Global Concept Explanations for Graphs by Contrastive Learning
Jonas Teufel, Pascal Friederich
TL;DR
This work develops Megan2, an extension of the MEGAN framework, to generate global concept explanations for graph property prediction tasks by learning a subgraph-centric latent space and clustering it into interpretable concepts. A contrastive learning objective, channel-wise projection networks, and a prototype-optimization pipeline (via a genetic algorithm) enable compact, representative prototypes and concept-level interpretations, with optional GPT-4 hypothesis generation for causal insights. Across synthetic datasets (e.g., BA2Motifs, RbMotifs) and real-world molecular datasets (Mutagenicity, AqSolDB), Megan2 both faithfully recovers ground-truth motifs and uncovers diverse, chemistry-aligned concepts, providing finer-grained explanations than prior global explainers. The results demonstrate the potential of global concept explanations to reveal underlying structure–property relationships in graph domains, while highlighting limitations related to Megan’s assumptions and the reliability of language-model hypotheses for certain tasks.
Abstract
Beyond improving trust and validating model fairness, xAI practices also have the potential to recover valuable scientific insights in application domains where little to no prior human intuition exists.

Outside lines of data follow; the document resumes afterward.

//! Daemon dispatch, instance modes and per-connection cleanup over real sockets

mod common;

use common::{start, test_config, wait_until, Calculator, Identity, ResourceOwner, Thermostat};
use std::sync::atomic::{AtomicI64, AtomicUsize, Ordering};
use std::sync::Arc;
use tether::{args, Error, InstanceMode, Proxy, Target, Value};

#[test_log::test(tokio::test)]
async fn calls_reach_registered_object() {
    let (daemon, _task) = start(test_config()).await;
    let uri = daemon
        .register(Target::instance(Calculator), Some("calculator"))
        .unwrap();
    assert_eq!(uri.object(), "calculator");

    let proxy = Proxy::new(uri, daemon.config().clone()).unwrap();
    assert_eq!(proxy.call("add", args![2, 3]).await.unwrap(), Value::Int(5));
    assert_eq!(
        proxy.call("echo", args!["round trip"]).await.unwrap(),
        Value::from("round trip")
    );

    let meta = proxy.metadata().await.expect("metadata sent on connect");
    assert!(meta.methods.contains("add"));
    assert!(!meta.methods.contains("missing"));

    daemon.shutdown().await;
}

#[test_log::test(tokio::test)]
async fn remote_exceptions_keep_kind_and_traceback() {
    let (daemon, _task) = start(test_config().with_detailed_traceback(true)).await;
    let uri = daemon.register(Target::instance(Calculator), None).unwrap();
    let proxy = Proxy::new(uri, daemon.config().clone()).unwrap();

    let err = proxy.call("div", args![1, 0]).await.unwrap_err();
    match &err {
        Error::Remote(remote) => {
            assert_eq!(remote.kind, "ZeroDivisionError");
            assert_eq!(remote.message, "division by zero");
            assert!(remote.traceback.len() >= 2);
            assert!(remote.traceback[0].contains("div"));
        }
        other => panic!("expected a remote error, got {:?}", other),
    }

    // The connection survives an exception
    assert_eq!(proxy.call("div", args![9, 3]).await.unwrap(), Value::Int(3));
    daemon.shutdown().await;
}

#[test_log::test(tokio::test)]
async fn dispatch_rejects_unknown_targets() {
    let mut config = test_config();
    config.metadata = false;
    let (daemon, _task) = start(config).await;
    let uri = daemon.register(Target::instance(Calculator), Some("calc")).unwrap();

    let proxy = Proxy::new(uri.clone(), daemon.config().clone()).unwrap();
    let err = proxy.call("missing", args![]).await.unwrap_err();
    assert_eq!(err.remote_kind(), Some("AttributeError"));

    let err = proxy.call("secret", args![]).await.unwrap_err();
    assert!(matches!(err, Error::Daemon { .. }), "got {:?}", err);

    let ghost = tether::Uri::direct("ghost", daemon.location().clone());
    let proxy = Proxy::new(ghost, daemon.config().clone()).unwrap();
    let err = proxy.call("add", args![1, 1]).await.unwrap_err();
    assert!(matches!(err, Error::Daemon { .. }), "got {:?}", err);

    daemon.shutdown().await;
}

#[test_log::test(tokio::test)]
async fn unknown_object_fails_handshake_with_metadata() {
    let (daemon, _task) = start(test_config()).await;
    let ghost = tether::Uri::direct("ghost", daemon.location().clone());
    let proxy = Proxy::new(ghost, daemon.config().clone()).unwrap();

    let err = proxy.call("add", args![1, 1]).await.unwrap_err();
    assert!(matches!(err, Error::Communication { .. }), "got {:?}", err);
    assert!(err.to_string().contains("unknown object"));
    daemon.shutdown().await;
}

#[test_log::test(tokio::test)]
async fn unregister_and_daemon_object() {
    let (daemon, _task) = start(test_config()).await;
    let uri = daemon.register(Target::instance(Calculator), Some("calc")).unwrap();
    assert!(daemon.registered().contains(&"calc".to_string()));
    assert!(daemon.register(Target::instance(Calculator), Some("calc")).is_err());

    let control = daemon.proxy_for(tether::DAEMON_OBJECT_ID).unwrap();
    control.call("ping", args![]).await.unwrap();
    let listed = control.call("registered", args![]).await.unwrap();
    assert!(listed
        .as_list()
        .unwrap()
        .iter()
        .any(|id| id.as_str() == Some("calc")));

    assert!(daemon.unregister("calc").unwrap());
    assert!(!daemon.unregister("calc").unwrap());
    assert!(daemon.unregister(tether::DAEMON_OBJECT_ID).is_err());

    let proxy = Proxy::new(uri, daemon.config().clone()).unwrap();
    assert!(proxy.call("add", args![1, 2]).await.is_err());
    daemon.shutdown().await;
}

#[test_log::test(tokio::test)]
async fn instance_modes() {
    let (daemon, _task) = start(test_config()).await;
    let single = daemon
        .register(Target::class(InstanceMode::Single, Identity::new), Some("single"))
        .unwrap();
    let session = daemon
        .register(Target::class(InstanceMode::Session, Identity::new), Some("session"))
        .unwrap();
    let percall = daemon
        .register(Target::class(InstanceMode::PerCall, Identity::new), Some("percall"))
        .unwrap();
    let config = daemon.config().clone();

    let a = Proxy::new(single.clone(), config.clone()).unwrap();
    let b = Proxy::new(single, config.clone()).unwrap();
    assert_eq!(
        a.call("identity", args![]).await.unwrap(),
        b.call("identity", args![]).await.unwrap()
    );

    let a = Proxy::new(session.clone(), config.clone()).unwrap();
    let b = Proxy::new(session, config.clone()).unwrap();
    let first = a.call("identity", args![]).await.unwrap();
    assert_eq!(first, a.call("identity", args![]).await.unwrap());
    assert_ne!(first, b.call("identity", args![]).await.unwrap());

    let a = Proxy::new(percall, config).unwrap();
    assert_ne!(
        a.call("identity", args![]).await.unwrap(),
        a.call("identity", args![]).await.unwrap()
    );
    daemon.shutdown().await;
}

#[test_log::test(tokio::test)]
async fn resources_close_once_per_connection() {
    let (daemon, _task) = start(test_config()).await;
    let closes = Arc::new(AtomicUsize::new(0));
    let uri = daemon
        .register(
            Target::instance(ResourceOwner {
                closes: closes.clone(),
            }),
            None,
        )
        .unwrap();

    let proxy = Proxy::new(uri, daemon.config().clone()).unwrap();
    assert_eq!(proxy.call("open", args![false]).await.unwrap(), Value::Int(1));
    assert_eq!(proxy.call("open", args![true]).await.unwrap(), Value::Int(1));
    assert_eq!(closes.load(Ordering::SeqCst), 1);

    proxy.release().await;
    assert!(wait_until(|| closes.load(Ordering::SeqCst) == 2).await);
    assert!(wait_until(|| daemon.connection_count() == 0).await);

    daemon.shutdown().await;
    assert_eq!(closes.load(Ordering::SeqCst), 2);
}

#[test_log::test(tokio::test)]
async fn resources_opened_after_disconnect_still_close() {
    let (daemon, _task) = start(test_config()).await;
    let closes = Arc::new(AtomicUsize::new(0));
    let uri = daemon
        .register(
            Target::instance(ResourceOwner {
                closes: closes.clone(),
            }),
            None,
        )
        .unwrap();

    let proxy = Proxy::new(uri, daemon.config().clone()).unwrap();
    assert_eq!(proxy.call("open_later", args![300]).await.unwrap(), Value::Null);
    proxy.release().await;
    assert!(wait_until(|| daemon.connection_count() == 0).await);
    assert_eq!(closes.load(Ordering::SeqCst), 0);

    // The oneway call tracks its resource after teardown
    assert!(wait_until(|| closes.load(Ordering::SeqCst) == 1).await);
    daemon.shutdown().await;
    assert_eq!(closes.load(Ordering::SeqCst), 1);
}

#[test_log::test(tokio::test)]
async fn oversized_messages_are_refused() {
    let (daemon, _task) = start(test_config().with_max_message_size(2048)).await;
    let uri = daemon.register(Target::instance(Calculator), None).unwrap();
    let proxy = Proxy::new(uri, daemon.config().clone()).unwrap();

    let err = proxy.call("echo", args![vec![7u8; 4096]]).await.unwrap_err();
    assert!(matches!(err, Error::MessageTooLarge { .. }), "got {:?}", err);

    let err = proxy.call("blob", args![4096]).await.unwrap_err();
    assert!(matches!(err, Error::Protocol { .. }), "got {:?}", err);

    // Both sides still talk after the refusals
    assert_eq!(proxy.call("add", args![1, 1]).await.unwrap(), Value::Int(2));
    daemon.shutdown().await;
}

#[test_log::test(tokio::test)]
async fn shutdown_ends_the_loop() {
    let (daemon, task) = start(test_config()).await;
    let uri = daemon.register(Target::instance(Calculator), None).unwrap();
    let proxy = Proxy::new(uri, daemon.config().clone()).unwrap();
    proxy.ping().await.unwrap();

    daemon.shutdown().await;
    task.await.unwrap().unwrap();
    assert!(daemon.is_shutdown());
    assert_eq!(daemon.registered(), vec![tether::DAEMON_OBJECT_ID.to_string()]);
    assert!(proxy.call("add", args![1, 1]).await.is_err());
}

#[test_log::test(tokio::test)]
async fn exposed_attributes_read_and_write() {
    let (daemon, _task) = start(test_config()).await;
    let level = Arc::new(AtomicI64::new(21));
    let uri = daemon
        .register(Target::instance(Thermostat { level: level.clone() }), Some("thermo"))
        .unwrap();
    let proxy = Proxy::new(uri, daemon.config().clone()).unwrap();

    assert_eq!(proxy.get_attr("level").await.unwrap(), Value::Int(21));
    proxy.set_attr("level", 25).await.unwrap();
    assert_eq!(level.load(Ordering::SeqCst), 25);
    assert_eq!(proxy.get_attr("version").await.unwrap(), Value::from("2.1"));

    let err = proxy.set_attr("version", "3.0").await.unwrap_err();
    assert_eq!(err.remote_kind(), Some("AttributeError"));
    assert!(err.to_string().contains("read-only"), "got {}", err);

    let err = proxy.set_attr("level", "hot").await.unwrap_err();
    assert_eq!(err.remote_kind(), Some("TypeError"));
    assert_eq!(level.load(Ordering::SeqCst), 25);

    let meta = proxy.metadata().await.unwrap();
    assert!(meta.attrs.contains("level") && meta.attrs.contains("version"));
    assert!(!meta.methods.contains("level"));
    daemon.shutdown().await;
}

#[test_log::test(tokio::test)]
async fn attribute_table_is_enforced_by_the_daemon() {
    let mut config = test_config();
    config.metadata = false;
    let (daemon, _task) = start(config).await;
    let uri = daemon
        .register(Target::instance(Thermostat { level: Arc::new(AtomicI64::new(0)) }), None)
        .unwrap();
    let proxy = Proxy::new(uri, daemon.config().clone()).unwrap();

    // Methods are not attributes and attributes are not methods
    let err = proxy.get_attr("reset").await.unwrap_err();
    assert_eq!(err.remote_kind(), Some("AttributeError"));
    let err = proxy.call("level", args![]).await.unwrap_err();
    assert_eq!(err.remote_kind(), Some("AttributeError"));

    let calc = daemon.register(Target::instance(Calculator), None).unwrap();
    let calc = Proxy::new(calc, daemon.config().clone()).unwrap();
    let err = calc.get_attr("anything").await.unwrap_err();
    assert_eq!(err.remote_kind(), Some("AttributeError"));
    daemon.shutdown().await;
}

#[test_log::test(tokio::test)]
async fn registered_objects_in_replies_become_proxies() {
    let (daemon, _task) = start(test_config()).await;
    let uri = daemon
        .register(Target::instance(Thermostat { level: Arc::new(AtomicI64::new(0)) }), Some("thermo"))
        .unwrap();
    daemon.register(Target::instance(Calculator), Some("calc")).unwrap();
    let proxy = Proxy::new(uri, daemon.config().clone()).unwrap();

    let reference = proxy.call("twin", args!["calc"]).await.unwrap();
    assert_eq!(reference.as_proxy(), Some(daemon.uri_for("calc").unwrap().to_string().as_str()));
    let calc = Proxy::from_value(&reference, daemon.config().clone()).unwrap();
    assert_eq!(calc.call("add", args![1, 2]).await.unwrap(), Value::Int(3));

    // Nested references are rewritten; unknown ids and full URIs pass through
    let elsewhere = "DIRECT:remote@10.0.0.1:9000";
    let refs = proxy
        .call("twins", args![args!["calc", "ghost", elsewhere]])
        .await
        .unwrap();
    let refs = refs.as_list().unwrap();
    assert_eq!(refs[0], reference);
    assert_eq!(refs[1], Value::Proxy("ghost".into()));
    assert_eq!(refs[2], Value::Proxy(elsewhere.into()));
    let err = Proxy::from_value(&refs[1], daemon.config().clone()).unwrap_err();
    assert!(matches!(err, Error::MalformedUri { .. }), "got {:?}", err);
    daemon.shutdown().await;
}

#[test_log::test(tokio::test)]
async fn autoproxy_can_be_disabled() {
    let (daemon, _task) = start(test_config().with_autoproxy(false)).await;
    let uri = daemon
        .register(Target::instance(Thermostat { level: Arc::new(AtomicI64::new(0)) }), None)
        .unwrap();
    daemon.register(Target::instance(Calculator), Some("calc")).unwrap();
    let proxy = Proxy::new(uri, daemon.config().clone()).unwrap();

    assert_eq!(proxy.call("twin", args!["calc"]).await.unwrap(), Value::Proxy("calc".into()));
    daemon.shutdown().await;
}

To that end, we propose a method to extract global concept explanations from the predictions of graph neural networks to develop a deeper understanding of the tasks underlying structure-property relationships. We identify concept explanations as dense clusters in the self-explaining Megan models subgraph latent space. For each concept, we optimize a representative prototype graph and optionally use GPT-4 to provide hypotheses about why each structure has a certain effect on the prediction. We conduct computational experiments on synthetic and real-world graph property prediction tasks. For the synthetic tasks we find that our method correctly reproduces the structural rules by which they were created. For real-world molecular property regression and classification tasks, we find that our method rediscovers established rules of thumb. More specifically, our results for molecular mutagenicity prediction indicate more fine-grained resolution of structural details than existing explainability methods, consistent with previous results from chemistry literature. Overall, our results show promising capability to extract the underlying structure-property relationships for complex graph property prediction tasks.